# Voting for the picture of the month



## BettaDew (Dec 1, 2012)

How do you vote for the picture of the month?


----------



## BettaBoy11 (Apr 21, 2015)

Beginning about halfway through the month, no one can enter anymore, and voting begins. So after that, tap on where it says "vote now" and look through the pictures and pick one to vote for.


----------



## Hallyx (Jun 11, 2011)

The July contest is open for entries: http://www.bettafish.com/contests.php

Voting starts on the 15th.


----------



## BettaDew (Dec 1, 2012)

BettaBoy11 said:


> Beginning about halfway through the month, no one can enter anymore, and voting begins.
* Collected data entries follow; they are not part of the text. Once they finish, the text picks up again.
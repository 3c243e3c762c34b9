//! Byte Transport Abstraction

use thiserror::Error;

/// Errors raised by a byte transport
#[derive(Debug, Error)]
pub enum TransportError {
    /// `open()` called before any configuration was stored
    #[error("Open(): serial config is not set")]
    NotConfigured,

    /// Operation attempted on a closed transport
    #[error("{0}(): port is not open")]
    NotOpen(&'static str),

    /// Baud rate outside the supported set
    #[error("Unsupported baud rate: {0}")]
    UnsupportedBaudRate(u32),

    /// Device could not be opened or configured
    #[error("open {device}: {source}")]
    Open {
        device: String,
        #[source]
        source: serialport::Error,
    },

    /// Read or write failed
    #[error("{op}: {source}")]
    Io {
        op: &'static str,
        #[source]
        source: std::io::Error,
    },

    /// Recorded input has been fully replayed
    #[error("end of stream")]
    EndOfStream,
}

/// Blocking byte transport consumed by the driver.
///
/// A read that times out without data returns `Ok(0)`.
pub trait Transport {
    /// Open using the stored configuration
    fn open(&mut self) -> Result<(), TransportError>;

    /// Release the underlying handle; no-op when already closed
    fn close(&mut self);

    fn is_open(&self) -> bool;

    /// Read up to `buf.len()` bytes
    fn read(&mut self, buf: &mut [u8]) -> Result<usize, TransportError>;

    /// Write `buf`, returning the number of bytes accepted
    fn write(&mut self, buf: &[u8]) -> Result<usize, TransportError>;

    /// Message of the most recent failure, empty if none
    fn last_error(&self) -> &str;
}
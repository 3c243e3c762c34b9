//! Load Cell Frames and Field Decoding
//!
//! A frame is laid out as follows (multi-byte fields big-endian):
//!
//! ```text
//! 0-2   magic 55 AB 01
//! 3     length byte, total = length + 4
//! 4-7   gross weight (i32)
//! 8-11  right weight (i32)
//! 12-15 left weight (i32)
//! 16-18 right battery %, charge status, online status
//! 19-21 left battery %, charge status, online status
//! 22    gross/net mark
//! 23    overload mark
//! 24    out-of-tolerance mark
//! 25..  reserved
//! ```

use crate::error::ProtocolError;
use crate::wire::*;
use serde::{Deserialize, Serialize};

/// Decode a big-endian signed 32-bit integer
pub fn read_i32_be(bytes: [u8; 4]) -> i32 {
    i32::from_be_bytes(bytes)
}

fn i32_at(data: &[u8], offset: usize) -> i32 {
    read_i32_be([
        data[offset],
        data[offset + 1],
        data[offset + 2],
        data[offset + 3],
    ])
}

/// One complete frame copied out of the receive buffer
#[derive(Debug, Clone, PartialEq, Eq)]
pub struct RawFrame {
    bytes: Vec<u8>,
}

impl RawFrame {
    /// Wrap an owned byte snapshot
    pub fn new(bytes: Vec<u8>) -> Self {
        Self { bytes }
    }

    pub fn as_bytes(&self) -> &[u8] {
        &self.bytes
    }

    pub fn into_bytes(self) -> Vec<u8> {
        self.bytes
    }

    pub fn len(&self) -> usize {
        self.bytes.len()
    }

    pub fn is_empty(&self) -> bool {
        self.bytes.is_empty()
    }

    /// Length byte as sent, if the frame reaches offset 3
    pub fn length_byte(&self) -> Option<u8> {
        self.bytes.get(LENGTH_OFFSET).copied()
    }

    /// Upper-case hex rendering for diagnostics
    pub fn to_hex(&self) -> String {
        hex::encode_upper(&self.bytes)
    }

    /// Decode the status fields carried by this frame
    pub fn decode(&self) -> Result<LoadCellStatus, ProtocolError> {
        LoadCellStatus::decode(&self.bytes)
    }
}

impl AsRef<[u8]> for RawFrame {
    fn as_ref(&self) -> &[u8] {
        &self.bytes
    }
}

/// Weight and status fields decoded from one frame.
///
/// Weights are raw integer counts from the sensor surfaced as `f64`; no
/// scale or offset is applied.
#[derive(Debug, Clone, Copy, Default, PartialEq, Serialize, Deserialize)]
pub struct LoadCellStatus {
    /// Gross weight (raw counts)
    pub gross_weight: f64,
    /// Right channel weight (raw counts)
    pub right_weight: f64,
    /// Left channel weight (raw counts)
    pub left_weight: f64,

    /// Right battery level (0-100 %)
    pub right_battery_percent: u8,
    /// Right charge status (0-1)
    pub right_charge_status: u8,
    /// Right online status (0-2)
    pub right_online_status: u8,

    /// Left battery level (0-100 %)
    pub left_battery_percent: u8,
    /// Left charge status (0-1)
    pub left_charge_status: u8,
    /// Left online status (0-2)
    pub left_online_status: u8,

    /// Gross/net mark (0-1)
    pub gross_net_mark: u8,
    /// Overload mark (0-1)
    pub overload_mark: u8,
    /// Out-of-tolerance mark (0-2)
    pub out_of_tolerance_mark: u8,
}

impl LoadCellStatus {
    /// Decode the fixed-offset fields of a frame starting at the magic
    pub fn decode(frame: &[u8]) -> Result<Self, ProtocolError> {
        if frame.len() < MIN_FRAME_LEN {
            return Err(ProtocolError::FrameTooShort {
                len: frame.len(),
                min: MIN_FRAME_LEN,
            });
        }

        // Calibration is not known for this sensor, weights stay in counts
        Ok(Self {
            gross_weight: f64::from(i32_at(frame, OFFSET_GROSS)),
            right_weight: f64::from(i32_at(frame, OFFSET_RIGHT)),
            left_weight: f64::from(i32_at(frame, OFFSET_LEFT)),

            right_battery_percent: frame[OFFSET_RIGHT_BATTERY],
            right_charge_status: frame[OFFSET_RIGHT_CHARGE],
            right_online_status: frame[OFFSET_RIGHT_ONLINE],

            left_battery_percent: frame[OFFSET_LEFT_BATTERY],
            left_charge_status: frame[OFFSET_LEFT_CHARGE],
            left_online_status: frame[OFFSET_LEFT_ONLINE],

            gross_net_mark: frame[OFFSET_GROSS_NET],
            overload_mark: frame[OFFSET_OVERLOAD],
            out_of_tolerance_mark: frame[OFFSET_TOLERANCE],
        })
    }
}

/// Builds wire frames, for simulators and tests
#[derive(Debug, Clone)]
pub struct FrameBuilder {
    gross: i32,
    right: i32,
    left: i32,
    status: [u8; 9],
    reserved: Vec<u8>,
    length_byte: Option<u8>,
}

impl FrameBuilder {
    pub fn new() -> Self {
        Self {
            gross: 0,
            right: 0,
            left: 0,
            status: [0; 9],
            reserved: Vec::new(),
            length_byte: None,
        }
    }

    /// Raw weight counts for gross, right and left channels
    pub fn weights(mut self, gross: i32, right: i32, left: i32) -> Self {
        self.gross = gross;
        self.right = right;
        self.left = left;
        self
    }

    /// Status bytes in wire order (offsets 16-24)
    pub fn status_bytes(mut self, status: [u8; 9]) -> Self {
        self.status = status;
        self
    }

    /// Right battery level
    pub fn right_battery(mut self, percent: u8) -> Self {
        self.status[0] = percent;
        self
    }

    /// Left battery level
    pub fn left_battery(mut self, percent: u8) -> Self {
        self.status[3] = percent;
        self
    }

    /// Trailing reserved bytes after the status block
    pub fn reserved(mut self, reserved: &[u8]) -> Self {
        self.reserved = reserved.to_vec();
        self
    }

    /// Override the length byte instead of deriving it from the frame size
    pub fn length_byte(mut self, length_byte: u8) -> Self {
        self.length_byte = Some(length_byte);
        self
    }

    pub fn build(&self) -> Vec<u8> {
        let total = MIN_FRAME_LEN + self.reserved.len();
        let length_byte = self
            .length_byte
            .unwrap_or_else(|| (total - HEADER_LEN).min(u8::MAX as usize) as u8);

        let mut frame = Vec::with_capacity(total);
        frame.extend_from_slice(&MAGIC);
        frame.push(length_byte);
        frame.extend_from_slice(&self.gross.to_be_bytes());
        frame.extend_from_slice(&self.right.to_be_bytes());
        frame.extend_from_slice(&self.left.to_be_bytes());
        frame.extend_from_slice(&self.status);
        frame.extend_from_slice(&self.reserved);
        frame
    }
}

impl Default for FrameBuilder {
    fn default() -> Self {
        Self::new()
    }
}
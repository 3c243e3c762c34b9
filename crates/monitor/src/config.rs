//! Monitor configuration

use config::builder::DefaultState;
use config::{Config, ConfigBuilder, ConfigError, Environment, File};
use loadcell_driver::{DriverConfig, SerialConfig};
use serde::{Deserialize, Serialize};
use std::path::{Path, PathBuf};

/// Config file read when no path is given
pub const DEFAULT_CONFIG_FILE: &str = "loadcell.toml";

/// Environment variable prefix, e.g. `LOADCELL__SERIAL__BAUD_RATE=9600`
pub const ENV_PREFIX: &str = "LOADCELL";

/// How decoded statuses are printed
#[derive(Debug, Clone, Copy, PartialEq, Eq, Default, Serialize, Deserialize)]
#[serde(rename_all = "lowercase")]
pub enum OutputFormat {
    /// One log line per status
    #[default]
    Text,
    /// One JSON object per line on stdout
    Json,
}

/// Monitor configuration
#[derive(Debug, Clone, PartialEq, Serialize, Deserialize)]
#[serde(default)]
pub struct MonitorConfig {
    /// Serial line settings
    pub serial: SerialConfig,

    /// Buffering, framing and diagnostics
    pub driver: DriverConfig,

    /// Recorded capture to replay instead of opening the serial port
    pub replay: Option<PathBuf>,

    pub output: OutputFormat,

    /// Log level filter
    pub log_level: String,

    /// Emit logs as JSON
    pub log_json: bool,

    /// Send the poll command before each receive
    pub poll: bool,

    /// Delay before reopening the transport after a read failure (milliseconds)
    pub reopen_delay_ms: u64,

    /// Exit with an error on the first rejected frame
    pub abort_on_fault: bool,
}

impl Default for MonitorConfig {
    fn default() -> Self {
        Self {
            serial: SerialConfig::default(),
            driver: DriverConfig::default(),
            replay: None,
            output: OutputFormat::Text,
            log_level: "info".to_string(),
            log_json: false,
            poll: false,
            reopen_delay_ms: 1000,
            abort_on_fault: false,
        }
    }
}

impl MonitorConfig {
    /// Load from `path` (required) or [`DEFAULT_CONFIG_FILE`] (optional),
    /// with `LOADCELL__*` environment variables layered on top
    pub fn load(path: Option<&Path>) -> Result<Self, ConfigError> {
        let file = match path {
            Some(path) => File::from(path).required(true),
            None => File::from(Path::new(DEFAULT_CONFIG_FILE)).required(false),
        };
        Self::from_builder(Config::builder().add_source(file))
    }

    fn from_builder(builder: ConfigBuilder<DefaultState>) -> Result<Self, ConfigError> {
        builder
            .add_source(
                Environment::with_prefix(ENV_PREFIX)
                    .prefix_separator("__")
                    .separator("__")
                    .try_parsing(true),
            )
            .build()?
            .try_deserialize()
    }
}
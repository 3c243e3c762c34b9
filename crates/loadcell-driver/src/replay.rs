//! Replay Transport
//!
//! Feeds a recorded byte capture to the driver in fixed-size chunks, as if
//! it were arriving over the serial line. Used for offline diagnosis of
//! captured sessions and in tests (no hardware required).

use crate::transport::{Transport, TransportError};
use std::path::Path;
use tracing::info;

/// Transport replaying recorded bytes
#[derive(Debug, Clone)]
pub struct ReplayTransport {
    data: Vec<u8>,
    position: usize,
    chunk_size: usize,
    open: bool,
    write_limit: Option<usize>,
    written: Vec<Vec<u8>>,
    last_error: String,
}

impl ReplayTransport {
    /// Replay `data`, returning at most `chunk_size` bytes per read
    pub fn new(data: Vec<u8>, chunk_size: usize) -> Self {
        Self {
            data,
            position: 0,
            chunk_size: chunk_size.max(1),
            open: false,
            write_limit: None,
            written: Vec::new(),
            last_error: String::new(),
        }
    }

    /// Replay a capture file
    pub fn from_file(path: impl AsRef<Path>, chunk_size: usize) -> std::io::Result<Self> {
        let data = std::fs::read(path.as_ref())?;
        info!(
            "Loaded {} bytes of capture from {}",
            data.len(),
            path.as_ref().display()
        );
        Ok(Self::new(data, chunk_size))
    }

    /// Accept at most `limit` bytes per write, simulating a congested line
    pub fn with_write_limit(mut self, limit: usize) -> Self {
        self.write_limit = Some(limit);
        self
    }

    /// Bytes not yet handed out
    pub fn remaining(&self) -> usize {
        self.data.len() - self.position
    }

    /// Every buffer accepted by `write`, in order
    pub fn written(&self) -> &[Vec<u8>] {
        &self.written
    }

    fn record<T>(&mut self, result: Result<T, TransportError>) -> Result<T, TransportError> {
        if let Err(err) = &result {
            self.last_error = err.to_string();
        }
        result
    }
}

impl Transport for ReplayTransport {
    fn open(&mut self) -> Result<(), TransportError> {
        self.open = true;
        Ok(())
    }

    fn close(&mut self) {
        self.open = false;
    }

    fn is_open(&self) -> bool {
        self.open
    }

    fn read(&mut self, buf: &mut [u8]) -> Result<usize, TransportError> {
        let result = if !self.open {
            Err(TransportError::NotOpen("Read"))
        } else if self.remaining() == 0 {
            Err(TransportError::EndOfStream)
        } else {
            let n = self.chunk_size.min(buf.len()).min(self.remaining());
            buf[..n].copy_from_slice(&self.data[self.position..self.position + n]);
            self.position += n;
            Ok(n)
        };
        self.record(result)
    }

    fn write(&mut self, buf: &[u8]) -> Result<usize, TransportError> {
        if !self.open {
            return self.record(Err(TransportError::NotOpen("Write")));
        }
        let n = self.write_limit.map_or(buf.len(), |limit| limit.min(buf.len()));
        self.written.push(buf[..n].to_vec());
        Ok(n)
    }

    fn last_error(&self) -> &str {
        &self.last_error
    }
}

#[cfg(test)]
mod tests {
    use super::*;

    #[test]
    fn test_chunked_reads_until_end() {
        let mut transport = ReplayTransport::new(vec![1, 2, 3, 4, 5], 2);
        transport.open().unwrap();

        let mut buf = [0u8; 16];
        assert_eq!(transport.read(&mut buf).unwrap(), 2);
        assert_eq!(&buf[..2], &[1, 2]);
        assert_eq!(transport.read(&mut buf).unwrap(), 2);
        assert_eq!(transport.read(&mut buf).unwrap(), 1);
        assert_eq!(buf[0], 5);
        assert!(matches!(
            transport.read(&mut buf),
            Err(TransportError::EndOfStream)
        ));
        assert_eq!(transport.last_error(), "end of stream");
    }

    #[test]
    fn test_read_respects_buffer_len() {
        let mut transport = ReplayTransport::new(vec![7; 10], 8);
        transport.open().unwrap();

        let mut buf = [0u8; 3];
        assert_eq!(transport.read(&mut buf).unwrap(), 3);
        assert_eq!(transport.remaining(), 7);
    }

    #[test]
    fn test_closed_transport_rejects_io() {
        let mut transport = ReplayTransport::new(vec![1], 1);
        let mut buf = [0u8; 1];
        assert!(matches!(
            transport.read(&mut buf),
            Err(TransportError::NotOpen("Read"))
        ));
        assert!(transport.write(&[1]).is_err());
    }

    #[test]
    fn test_write_limit() {
        let mut transport = ReplayTransport::new(Vec::new(), 1).with_write_limit(2);
        transport.open().unwrap();
        assert_eq!(transport.write(&[1, 2, 3, 4]).unwrap(), 2);
        assert_eq!(transport.written(), [vec![1u8, 2]].as_slice());
    }
}
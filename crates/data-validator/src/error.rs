//! Validation Error Types

use thiserror::Error;

/// Errors during status validation
#[derive(Debug, Clone, PartialEq, Eq, Error)]
pub enum ValidationError {
    /// Value above the allowed maximum
    #[error("{field} value {value} is out of range [0, {max}]")]
    OutOfRange {
        field: &'static str,
        value: u8,
        max: u8,
    },
}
So after that, tap on where it says "vote now" and look through the pictures and pick one to vote for.


Thank you!


----------



## Soriel (Jun 26, 2015)

I tried to vote, but after clicking the VOTE, it goes into an empty page, I am not sure if my vote was in. Also, this forum (or is it the browser) keeps asking me to re-log-in - be it this contest, posting, or replying. zzz. :|


----------



## annabeau (Aug 3, 2015)

Weird....worked fine for me...


----------



## Tree (Sep 29, 2013)

not working for me either. =(


----------



## Destinystar (May 26, 2012)

It's not working for me either. I have reported the problem to the Admin. so hopefully it will be fixed soon.


----------



## annabeau (Aug 3, 2015)

Now it's not working. Hmmm


----------